Jak przypomniał bank, RPP obniżyła w środę stopy procentowe o 75 pb, w tym referencyjną do poziomu 6 proc. "Obniżka, której skala przekroczyła najśmielsze prognozy (konsensus, podobnie jak my, zakładał ruch o 25pb), zapadła 12 miesięcy po podwyżce wieńczącej najsilniejszy w historii cykl zacieśnienia polityki pieniężnej. Ruch RPP jest dużym zaskoczeniem m.in. w kontekście ostatnich wypowiedzi ze strony przedstawicieli Rady, które zdradzały raczej pewną niepewność co do tego, czy cykl obniżek rozpocznie się już we wrześniu" - napisali analitycy banku.

W ich ocenie towarzyszący decyzji komunikat wskazuje, że impulsem do dostosowania polityki pieniężnej były dane mówiące, że presja popytowa jest słabsza od wcześniejszych oczekiwań, co wg RPP będzie oddziaływać w kierunku szybszego powrotu inflacji do celu NBP.

Dane ws. inflacji. "Sądzimy, że nie bez znaczenia dla decyzji…"

Reklama

"Dodatkowo w komunikacie wskazano, że oczekiwania inflacyjne wyraźnie się obniżyły, co oddziałuje w kierunku wzrostu restrykcyjności polityki pieniężnej" - zaznaczyli analitycy.

Zwrócili też uwagę, że RPP w komunikacie zauważa także, iż (wg szacunku) sierpień przyniósł dalszy spadek inflacji bazowej (z 10,6 proc. r/r w lipcu i 12,3 proc. r/r w szczycie w marcu br., obok spadku inflacji CPI do 10,1 proc. r/r z 10,8 proc. r/r miesiąc wcześniej).

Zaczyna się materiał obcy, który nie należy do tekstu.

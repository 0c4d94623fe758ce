mod core;

pub use core::{Config, ConfigValue};
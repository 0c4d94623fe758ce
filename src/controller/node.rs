use std::any::Any;
use std::fmt;
use std::sync::atomic::{AtomicU64, Ordering};

use crossterm::event::KeyEvent;

use crate::config::Config;
use crate::context::ControllerContext;
use crate::error::{RegistryError, Result};
use crate::logging::{LogLevel, event_with_fields, json_kv};

use super::{Controller, EventFlow};

const LOG_TARGET: &str = "controller_registry::controller";

static NEXT_CONTROLLER_ID: AtomicU64 = AtomicU64::new(1);

/// Process-unique identity of a controller instance. Copies get fresh ids.
#[derive(Debug, Clone, Copy, PartialEq, Eq, Hash, PartialOrd, Ord)]
pub struct ControllerId(u64);

impl ControllerId {
    fn next() -> Self {
        Self(NEXT_CONTROLLER_ID.fetch_add(1, Ordering::Relaxed))
    }

    pub fn raw(&self) -> u64 {
        self.0
    }
}

impl fmt::Display for ControllerId {
    fn fmt(&self, f: &mut fmt::Formatter<'_>) -> fmt::Result {
        write!(f, "controller#{}", self.0)
    }
}

/// Handle returned by [`ControllerNode::attach_destroy_hook`].
#[derive(Debug, Clone, Copy, PartialEq, Eq, Hash)]
pub struct HookId(u64);

type DestroyHook = Box<dyn FnOnce(ControllerId) + Send>;

/// Stereo rendering properties shared by every controller variant.
#[derive(Debug, Clone, Copy, PartialEq)]
pub struct StereoSettings {
    pub enable: bool,
    pub swap_eyes: bool,
    pub eye_separation: f32,
    pub focal_distance: f32,
}

impl Default for StereoSettings {
    fn default() -> Self {
        Self {
            enable: true,
            swap_eyes: false,
            eye_separation: 0.06,
            focal_distance: 1.0,
        }
    }
}

impl StereoSettings {
    fn save(&self, config: &mut Config) {
        config.map_set_value("Enable", self.enable);
        config.map_set_value("Swap Eyes", self.swap_eyes);
        config.map_set_value("Eye Separation", self.eye_separation);
        config.map_set_value("Focal Distance", self.focal_distance);
    }

    fn load(&mut self, config: &Config) {
        if let Some(enable) = config.map_get_bool("Enable") {
            self.enable = enable;
        }
        if let Some(swap) = config.map_get_bool("Swap Eyes") {
            self.swap_eyes = swap;
        }
        if let Some(separation) = config.map_get_float("Eye Separation") {
            self.eye_separation = separation;
        }
        if let Some(focal) = config.map_get_float("Focal Distance") {
            self.focal_distance = focal;
        }
    }
}

const DEFAULT_NEAR_CLIP: f32 = 0.01;

/// A controller variant together with the identity and properties every
/// variant carries.
///
/// Dropping a node runs its destroy hooks synchronously, in attach order,
/// before the variant itself is released.
pub struct ControllerNode {
    id: ControllerId,
    class_id: String,
    name: String,
    active: bool,
    near_clip_distance: f32,
    stereo: StereoSettings,
    inner: Box<dyn Controller>,
    hooks: Vec<(HookId, DestroyHook)>,
    next_hook: u64,
}

impl ControllerNode {
    pub fn new(class_id: impl Into<String>, inner: Box<dyn Controller>) -> Self {
        let class_id = class_id.into();
        Self {
            id: ControllerId::next(),
            name: Self::format_class_id(&class_id),
            class_id,
            active: false,
            near_clip_distance: DEFAULT_NEAR_CLIP,
            stereo: StereoSettings::default(),
            inner,
            hooks: Vec::new(),
            next_hook: 0,
        }
    }

    /// Display form of a class id: the text after the last `/`.
    pub fn format_class_id(class_id: &str) -> String {
        class_id
            .rsplit_once('/')
            .map(|(_, tail)| tail)
            .unwrap_or(class_id)
            .to_string()
    }

    pub fn id(&self) -> ControllerId {
        self.id
    }

    pub fn class_id(&self) -> &str {
        &self.class_id
    }

    pub fn name(&self) -> &str {
        &self.name
    }

    pub fn set_name(&mut self, name: impl Into<String>) {
        self.name = name.into();
    }

    pub fn is_active(&self) -> bool {
        self.active
    }

    pub fn near_clip_distance(&self) -> f32 {
        self.near_clip_distance
    }

    pub fn set_near_clip_distance(&mut self, distance: f32) {
        self.near_clip_distance = distance.max(0.001);
    }

    pub fn stereo(&self) -> &StereoSettings {
        &self.stereo
    }

    pub fn set_stereo(&mut self, stereo: StereoSettings) {
        self.stereo = stereo;
    }

    pub fn controller(&self) -> &dyn Controller {
        self.inner.as_ref()
    }

    pub fn controller_mut(&mut self) -> &mut dyn Controller {
        self.inner.as_mut()
    }

    pub fn downcast_ref<T: Any>(&self) -> Option<&T> {
        self.inner.as_any().downcast_ref::<T>()
    }

    pub fn downcast_mut<T: Any>(&mut self) -> Option<&mut T> {
        self.inner.as_any_mut().downcast_mut::<T>()
    }

    pub fn initialize(&mut self, ctx: &ControllerContext) -> Result<()> {
        self.inner.on_initialize(ctx)?;
        if let Some(logger) = ctx.logger() {
            let event = event_with_fields(
                LogLevel::Debug,
                LOG_TARGET,
                "controller_initialized",
                [
                    json_kv("class_id", self.class_id.as_str()),
                    json_kv("id", self.id.raw()),
                ],
            );
            let _ = logger.log_event(event);
        }
        Ok(())
    }

    /// Only the registry flips this, while installing the node as current.
    pub(crate) fn activate(&mut self) {
        self.active = true;
        self.inner.on_activate();
    }

    pub(crate) fn deactivate(&mut self) {
        self.active = false;
    }

    pub fn reset(&mut self) {
        self.inner.reset();
    }

    pub fn update(&mut self, wall_dt: f32, ros_dt: f32) {
        self.inner.update(wall_dt, ros_dt);
    }

    pub fn handle_key(&mut self, key: &KeyEvent) -> EventFlow {
        self.inner.handle_key(key)
    }

    pub fn take_config_changed(&mut self) -> bool {
        self.inner.take_config_changed()
    }

    /// Write `Class`, `Name`, the shared properties and then the variant fields.
    pub fn save(&self, config: &mut Config) {
        config.map_set_value("Class", self.class_id.as_str());
        config.map_set_value("Name", self.name.as_str());
        config.map_set_value("Near Clip Distance", self.near_clip_distance);
        self.stereo.save(config.map_make_child("Stereo"));
        self.inner.save(config);
    }

    /// Read back what [`save`](Self::save) wrote. Missing shared properties keep
    /// their current values; a `Class` entry naming another class is rejected.
    pub fn load(&mut self, config: &Config) -> Result<()> {
        if let Some(class_id) = config.map_get_string("Class") {
            if class_id != self.class_id {
                return Err(RegistryError::load(
                    self.class_id.clone(),
                    format!("config belongs to class `{class_id}`"),
                ));
            }
        }
        if let Some(name) = config.map_get_string("Name") {
            self.name = name.to_string();
        }
        if let Some(distance) = config.map_get_float("Near Clip Distance") {
            self.set_near_clip_distance(distance);
        }
        if let Some(stereo) = config.map_get_child("Stereo") {
            self.stereo.load(stereo);
        }
        self.inner.load(config)
    }

    pub fn attach_destroy_hook<F>(&mut self, hook: F) -> HookId
    where
        F: FnOnce(ControllerId) + Send + 'static,
    {
        let id = HookId(self.next_hook);
        self.next_hook += 1;
        self.hooks.push((id, Box::new(hook)));
        id
    }

    /// Returns `false` if the hook was already detached.
    pub fn detach_destroy_hook(&mut self, hook: HookId) -> bool {
        let before = self.hooks.len();
        self.hooks.retain(|(id, _)| *id != hook);
        self.hooks.len() != before
    }
}

impl Drop for ControllerNode {
    fn drop(&mut self) {
        let id = self.id;
        for (_, hook) in self.hooks.drain(..) {
            hook(id);
        }
    }
}

impl fmt::Debug for ControllerNode {
    fn fmt(&self, f: &mut fmt::Formatter<'_>) -> fmt::Result {
        f.debug_struct("ControllerNode")
            .field("id", &self.id)
            .field("class_id", &self.class_id)
            .field("name", &self.name)
            .field("active", &self.active)
            .field("hooks", &self.hooks.len())
            .finish()
    }
}
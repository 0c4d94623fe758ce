mod core;

pub use core::{ControllerConstructor, ControllerFactory};
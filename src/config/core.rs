//! Generic hierarchical configuration tree.
//!
//! Controllers persist themselves into a [`Config`] without knowing the final
//! storage format. A node is either empty, a scalar, a map keyed by string, or
//! an ordered list. Maps are backed by a `BTreeMap`, so the JSON encoding of a
//! tree is canonical and [`Config::digest`] is stable across runs.

use std::collections::BTreeMap;

use serde::{Deserialize, Serialize};

use crate::error::Result;

/// Scalar leaf stored inside a [`Config`] tree.
#[derive(Debug, Clone, PartialEq, Serialize, Deserialize)]
#[serde(untagged)]
pub enum ConfigValue {
    Bool(bool),
    Int(i64),
    Float(f64),
    Str(String),
}

impl ConfigValue {
    pub fn as_str(&self) -> Option<&str> {
        match self {
            ConfigValue::Str(value) => Some(value),
            _ => None,
        }
    }

    /// Integers widen to floats so `5` and `5.0` read the same.
    pub fn as_f64(&self) -> Option<f64> {
        match self {
            ConfigValue::Float(value) => Some(*value),
            ConfigValue::Int(value) => Some(*value as f64),
            _ => None,
        }
    }

    pub fn as_i64(&self) -> Option<i64> {
        match self {
            ConfigValue::Int(value) => Some(*value),
            _ => None,
        }
    }

    pub fn as_bool(&self) -> Option<bool> {
        match self {
            ConfigValue::Bool(value) => Some(*value),
            _ => None,
        }
    }
}

impl From<bool> for ConfigValue {
    fn from(value: bool) -> Self {
        ConfigValue::Bool(value)
    }
}

impl From<i32> for ConfigValue {
    fn from(value: i32) -> Self {
        ConfigValue::Int(value.into())
    }
}

impl From<i64> for ConfigValue {
    fn from(value: i64) -> Self {
        ConfigValue::Int(value)
    }
}

impl From<u32> for ConfigValue {
    fn from(value: u32) -> Self {
        ConfigValue::Int(value.into())
    }
}

impl From<f32> for ConfigValue {
    fn from(value: f32) -> Self {
        ConfigValue::Float(value.into())
    }
}

impl From<f64> for ConfigValue {
    fn from(value: f64) -> Self {
        ConfigValue::Float(value)
    }
}

impl From<&str> for ConfigValue {
    fn from(value: &str) -> Self {
        ConfigValue::Str(value.to_string())
    }
}

impl From<String> for ConfigValue {
    fn from(value: String) -> Self {
        ConfigValue::Str(value)
    }
}

/// Node of the hierarchical configuration tree.
#[derive(Debug, Clone, PartialEq, Default, Serialize, Deserialize)]
#[serde(untagged)]
pub enum Config {
    #[default]
    Empty,
    Value(ConfigValue),
    List(Vec<Config>),
    Map(BTreeMap<String, Config>),
}

impl Config {
    pub fn new() -> Self {
        Self::default()
    }

    pub fn is_empty(&self) -> bool {
        matches!(self, Config::Empty)
    }

    pub fn is_map(&self) -> bool {
        matches!(self, Config::Map(_))
    }

    pub fn is_list(&self) -> bool {
        matches!(self, Config::List(_))
    }

    pub fn map_get_child(&self, key: &str) -> Option<&Config> {
        match self {
            Config::Map(map) => map.get(key),
            _ => None,
        }
    }

    pub fn map_get_value(&self, key: &str) -> Option<&ConfigValue> {
        match self.map_get_child(key) {
            Some(Config::Value(value)) => Some(value),
            _ => None,
        }
    }

    pub fn map_get_string(&self, key: &str) -> Option<&str> {
        self.map_get_value(key).and_then(ConfigValue::as_str)
    }

    pub fn map_get_float(&self, key: &str) -> Option<f32> {
        self.map_get_value(key)
            .and_then(ConfigValue::as_f64)
            .map(|value| value as f32)
    }

    pub fn map_get_int(&self, key: &str) -> Option<i64> {
        self.map_get_value(key).and_then(ConfigValue::as_i64)
    }

    pub fn map_get_bool(&self, key: &str) -> Option<bool> {
        self.map_get_value(key).and_then(ConfigValue::as_bool)
    }

    /// Store a scalar under `key`. A non-map node is turned into an empty map first.
    pub fn map_set_value(&mut self, key: impl Into<String>, value: impl Into<ConfigValue>) {
        self.ensure_map()
            .insert(key.into(), Config::Value(value.into()));
    }

    /// Insert a fresh empty child under `key`, replacing any existing one.
    pub fn map_make_child(&mut self, key: impl Into<String>) -> &mut Config {
        let slot = self.ensure_map().entry(key.into()).or_default();
        *slot = Config::Empty;
        slot
    }

    /// Detach the child under `key`. Non-map nodes are left untouched.
    pub fn map_remove(&mut self, key: &str) -> Option<Config> {
        match self {
            Config::Map(map) => map.remove(key),
            _ => None,
        }
    }

    pub fn map_keys(&self) -> impl Iterator<Item = &str> {
        let keys: Vec<&str> = match self {
            Config::Map(map) => map.keys().map(String::as_str).collect(),
            _ => Vec::new(),
        };
        keys.into_iter()
    }

    pub fn list_length(&self) -> usize {
        match self {
            Config::List(items) => items.len(),
            _ => 0,
        }
    }

    pub fn list_child_at(&self, index: usize) -> Option<&Config> {
        match self {
            Config::List(items) => items.get(index),
            _ => None,
        }
    }

    /// Append an empty child and return it. A non-list node is turned into an empty list first.
    pub fn list_append_new(&mut self) -> &mut Config {
        let items = self.ensure_list();
        items.push(Config::Empty);
        let last = items.len() - 1;
        &mut items[last]
    }

    pub fn list_iter(&self) -> std::slice::Iter<'_, Config> {
        match self {
            Config::List(items) => items.iter(),
            _ => {
                let empty: &[Config] = &[];
                empty.iter()
            }
        }
    }

    pub fn from_json_str(text: &str) -> Result<Self> {
        Ok(serde_json::from_str(text)?)
    }

    pub fn to_json_string(&self) -> Result<String> {
        Ok(serde_json::to_string(self)?)
    }

    pub fn to_json_pretty(&self) -> Result<String> {
        Ok(serde_json::to_string_pretty(self)?)
    }

    /// blake3 hash of the canonical JSON encoding.
    pub fn digest(&self) -> blake3::Hash {
        let encoded = serde_json::to_vec(self).unwrap_or_default();
        blake3::hash(&encoded)
    }

    fn ensure_map(&mut self) -> &mut BTreeMap<String, Config> {
        if !self.is_map() {
            *self = Config::Map(BTreeMap::new());
        }
        match self {
            Config::Map(map) => map,
            _ => unreachable!("config node was just converted into a map"),
        }
    }

    fn ensure_list(&mut self) -> &mut Vec<Config> {
        if !self.is_list() {
            *self = Config::List(Vec::new());
        }
        match self {
            Config::List(items) => items,
            _ => unreachable!("config node was just converted into a list"),
        }
    }
}
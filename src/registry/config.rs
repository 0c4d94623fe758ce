use std::sync::{Arc, Mutex};

use crate::logging::Logger;
use crate::metrics::RegistryMetrics;

/// Configuration knobs for [`ControllerRegistry`](crate::ControllerRegistry).
#[derive(Clone)]
pub struct RegistryConfig {
    /// Class created by `initialize()`.
    pub default_class: String,
    /// Display name given to whichever controller occupies the current slot.
    pub current_name: String,
    /// Optional structured logger used by the registry.
    pub logger: Option<Logger>,
    /// Counters updated on installs, copies, loads and ticks.
    pub metrics: Option<Arc<Mutex<RegistryMetrics>>>,
    /// Target field used when emitting metrics snapshots.
    pub metrics_target: String,
}

impl Default for RegistryConfig {
    fn default() -> Self {
        Self {
            default_class: "Orbit".to_string(),
            current_name: "Current View".to_string(),
            logger: None,
            metrics: None,
            metrics_target: "controller_registry::metrics".to_string(),
        }
    }
}

impl RegistryConfig {
    pub fn with_default_class(mut self, class_id: impl Into<String>) -> Self {
        self.default_class = class_id.into();
        self
    }

    pub fn with_logger(mut self, logger: Logger) -> Self {
        self.logger = Some(logger);
        self
    }

    /// Enable metrics collection if it has not already been configured.
    pub fn enable_metrics(&mut self) {
        if self.metrics.is_none() {
            self.metrics = Some(Arc::new(Mutex::new(RegistryMetrics::new())));
        }
    }

    pub fn disable_metrics(&mut self) {
        self.metrics = None;
    }

    pub fn metrics_handle(&self) -> Option<Arc<Mutex<RegistryMetrics>>> {
        self.metrics.as_ref().map(Arc::clone)
    }
}
mod core;

pub use core::ControllerContainer;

"Sądzimy, że nie bez znaczenia dla decyzji (w tym skali ruchu) mogły być oczekiwania ponownego silnego (wg nich w skali ok. 1pp) spadku inflacji CPI we wrześniu. Być może to szybkie tempo obniżania się bieżącej inflacji (we wrześniu inflacja będzie o blisko połowę niższa niż w szczycie w lutym) w połączeniu z opóźnieniem mechanizmu transmisji polityki pieniężnej (o którym pisze sama RPP) tłumaczy ponadstandardową skalę dokonanej dzisiaj obniżki"- napisali analitycy PKO BP.

Co będzie dalej ze stopami procentowymi?

W ich ocenie cięciem o 75pb RPP „skonsumowała” wycenianą przez rynek skalę obniżek stóp procentowych na ten rok.

"Komunikat towarzyszący decyzji nie daje podpowiedzi, czy wrześniową obniżkę należy traktować jako początkowe, jednorazowe dostosowanie (kolejne miesiące przyniosą brak zmian stóp, właściwy cykl rozpocznie się w 2024), czy początek właściwego cyklu. Liczymy, że więcej informacji w tym zakresie przyniesie zaplanowana na czwartek na godz. 15.00 konferencja Prezesa NBP. Do tego czasu wstrzymujemy się z oceną, czy RPP w tym roku jeszcze obetnie stopy. Podtrzymujemy natomiast prognozę dalszych obniżek stóp w 2024, docelowo do ok. 5 proc."- zastrzegli.

Jak oceniają, NBP stał się prekursorem obniżek (podstawowych) stóp procentowych w regionie.

"O ile oczekujemy, że przed końcem 2023 stopy bazowe obniżą się także w Czechach i Węgrzech, to skala ruchów będzie pewnie mniejsza. To negatywnie wpływa na złotego, który zareagował na decyzję RPP istotnym osłabieniem – kurs EUR/PLN wzrósł powyżej 4,55, najwyżej od maja br, złoty osłabił się także wobec walut regionu. W tym kontekście warto zauważyć, że RPP utrzymała w komunikacie zadanie, że umocnienie złotego sprzyjałoby szybszemu obniżaniu inflacji oraz deklarację, że może stosować interwencje walutowe" - przekazali.